■ What you should do: Look through the records and copy every line in which "after" appears.
Exercise input START
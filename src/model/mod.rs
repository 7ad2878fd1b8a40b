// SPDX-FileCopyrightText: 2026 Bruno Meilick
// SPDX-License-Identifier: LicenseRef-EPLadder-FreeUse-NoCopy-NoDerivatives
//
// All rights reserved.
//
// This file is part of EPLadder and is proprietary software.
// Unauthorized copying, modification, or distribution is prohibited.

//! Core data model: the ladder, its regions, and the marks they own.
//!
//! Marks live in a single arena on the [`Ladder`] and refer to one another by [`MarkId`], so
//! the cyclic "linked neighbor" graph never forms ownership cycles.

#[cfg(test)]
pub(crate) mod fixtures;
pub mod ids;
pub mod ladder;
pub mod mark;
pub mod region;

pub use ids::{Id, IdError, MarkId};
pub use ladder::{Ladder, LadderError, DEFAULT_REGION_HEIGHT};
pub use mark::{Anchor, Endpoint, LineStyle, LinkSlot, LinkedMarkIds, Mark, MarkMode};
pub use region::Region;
Exercise input END
Exercise input START
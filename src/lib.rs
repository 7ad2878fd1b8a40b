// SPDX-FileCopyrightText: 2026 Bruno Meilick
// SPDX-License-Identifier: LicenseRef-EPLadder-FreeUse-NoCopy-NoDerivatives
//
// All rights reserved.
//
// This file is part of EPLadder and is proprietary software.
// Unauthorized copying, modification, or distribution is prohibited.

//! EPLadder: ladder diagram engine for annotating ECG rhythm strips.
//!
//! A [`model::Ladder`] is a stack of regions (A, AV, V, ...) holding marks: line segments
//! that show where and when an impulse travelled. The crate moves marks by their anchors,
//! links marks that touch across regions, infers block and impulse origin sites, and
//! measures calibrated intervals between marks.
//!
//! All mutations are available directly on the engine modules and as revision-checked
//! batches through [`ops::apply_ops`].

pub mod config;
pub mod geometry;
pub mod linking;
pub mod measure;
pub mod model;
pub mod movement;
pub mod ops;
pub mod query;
Exercise input END
Exercise input START
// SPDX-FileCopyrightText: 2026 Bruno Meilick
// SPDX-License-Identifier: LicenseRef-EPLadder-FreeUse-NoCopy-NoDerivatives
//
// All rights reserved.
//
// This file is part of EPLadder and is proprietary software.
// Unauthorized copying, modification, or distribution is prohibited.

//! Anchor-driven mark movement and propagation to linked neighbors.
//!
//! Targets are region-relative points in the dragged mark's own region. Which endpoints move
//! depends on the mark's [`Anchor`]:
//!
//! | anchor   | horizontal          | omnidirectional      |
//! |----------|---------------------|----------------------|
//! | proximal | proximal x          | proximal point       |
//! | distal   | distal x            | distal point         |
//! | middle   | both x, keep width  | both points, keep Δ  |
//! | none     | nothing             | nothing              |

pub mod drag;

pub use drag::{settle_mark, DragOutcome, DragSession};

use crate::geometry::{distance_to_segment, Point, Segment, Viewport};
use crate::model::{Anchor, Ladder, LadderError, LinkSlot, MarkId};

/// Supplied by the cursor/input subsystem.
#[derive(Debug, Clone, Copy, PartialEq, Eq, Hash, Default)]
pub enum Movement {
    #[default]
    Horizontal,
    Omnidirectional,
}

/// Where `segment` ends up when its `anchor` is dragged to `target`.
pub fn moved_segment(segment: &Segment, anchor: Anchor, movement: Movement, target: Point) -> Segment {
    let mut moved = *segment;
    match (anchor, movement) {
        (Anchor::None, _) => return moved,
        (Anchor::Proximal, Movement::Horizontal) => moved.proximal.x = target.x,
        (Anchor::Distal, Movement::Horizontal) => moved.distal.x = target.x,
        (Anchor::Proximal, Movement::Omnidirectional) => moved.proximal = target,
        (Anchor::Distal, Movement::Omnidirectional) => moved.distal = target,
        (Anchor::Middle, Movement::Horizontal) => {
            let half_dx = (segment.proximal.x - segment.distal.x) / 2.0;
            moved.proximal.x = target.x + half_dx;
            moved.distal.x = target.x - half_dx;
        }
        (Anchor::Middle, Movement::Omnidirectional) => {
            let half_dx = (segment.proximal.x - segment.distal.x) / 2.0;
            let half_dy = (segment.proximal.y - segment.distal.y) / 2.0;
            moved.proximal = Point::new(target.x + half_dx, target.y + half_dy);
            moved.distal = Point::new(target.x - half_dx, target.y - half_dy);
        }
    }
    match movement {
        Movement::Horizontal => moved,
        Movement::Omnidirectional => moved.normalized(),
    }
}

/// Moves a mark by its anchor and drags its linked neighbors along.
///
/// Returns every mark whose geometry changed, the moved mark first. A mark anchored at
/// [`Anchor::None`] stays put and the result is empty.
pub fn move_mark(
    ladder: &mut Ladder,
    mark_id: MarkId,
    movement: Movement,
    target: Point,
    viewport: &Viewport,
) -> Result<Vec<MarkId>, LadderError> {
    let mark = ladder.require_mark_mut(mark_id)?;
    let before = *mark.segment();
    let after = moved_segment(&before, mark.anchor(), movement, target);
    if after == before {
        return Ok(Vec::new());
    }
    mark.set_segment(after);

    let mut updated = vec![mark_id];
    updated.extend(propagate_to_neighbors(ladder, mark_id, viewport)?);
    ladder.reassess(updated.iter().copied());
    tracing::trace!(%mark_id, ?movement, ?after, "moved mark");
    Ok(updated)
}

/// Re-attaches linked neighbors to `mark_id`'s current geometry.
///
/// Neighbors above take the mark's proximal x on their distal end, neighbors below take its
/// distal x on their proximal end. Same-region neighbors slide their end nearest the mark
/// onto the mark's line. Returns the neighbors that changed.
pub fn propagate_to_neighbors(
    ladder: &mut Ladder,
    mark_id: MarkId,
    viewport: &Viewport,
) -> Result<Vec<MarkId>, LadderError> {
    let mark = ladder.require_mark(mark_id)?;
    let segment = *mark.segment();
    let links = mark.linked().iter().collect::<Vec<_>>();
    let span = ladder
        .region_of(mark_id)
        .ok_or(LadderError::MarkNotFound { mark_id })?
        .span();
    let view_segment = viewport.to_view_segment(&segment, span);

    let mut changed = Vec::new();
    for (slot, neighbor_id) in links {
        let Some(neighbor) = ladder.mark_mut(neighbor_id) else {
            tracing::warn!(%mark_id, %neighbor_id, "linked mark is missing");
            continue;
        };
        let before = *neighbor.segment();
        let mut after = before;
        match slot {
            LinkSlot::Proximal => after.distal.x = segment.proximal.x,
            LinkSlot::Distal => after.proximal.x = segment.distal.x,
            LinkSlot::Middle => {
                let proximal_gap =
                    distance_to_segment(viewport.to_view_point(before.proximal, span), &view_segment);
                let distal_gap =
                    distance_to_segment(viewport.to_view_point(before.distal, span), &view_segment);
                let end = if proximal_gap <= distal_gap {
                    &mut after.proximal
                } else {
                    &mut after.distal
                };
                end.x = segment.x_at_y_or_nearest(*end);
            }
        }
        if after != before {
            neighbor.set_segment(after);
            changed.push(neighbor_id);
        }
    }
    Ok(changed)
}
Exercise input END
■ Answer space:
    let after = moved_segment(&before, mark.anchor(), movement, target);
    if after == before {
    mark.set_segment(after);
    tracing::trace!(%mark_id, ?movement, ?after, "moved mark");
        let mut after = before;
            LinkSlot::Proximal => after.distal.x = segment.proximal.x,
            LinkSlot::Distal => after.proximal.x = segment.distal.x,
                    &mut after.proximal
                    &mut after.distal
        if after != before {
            neighbor.set_segment(after);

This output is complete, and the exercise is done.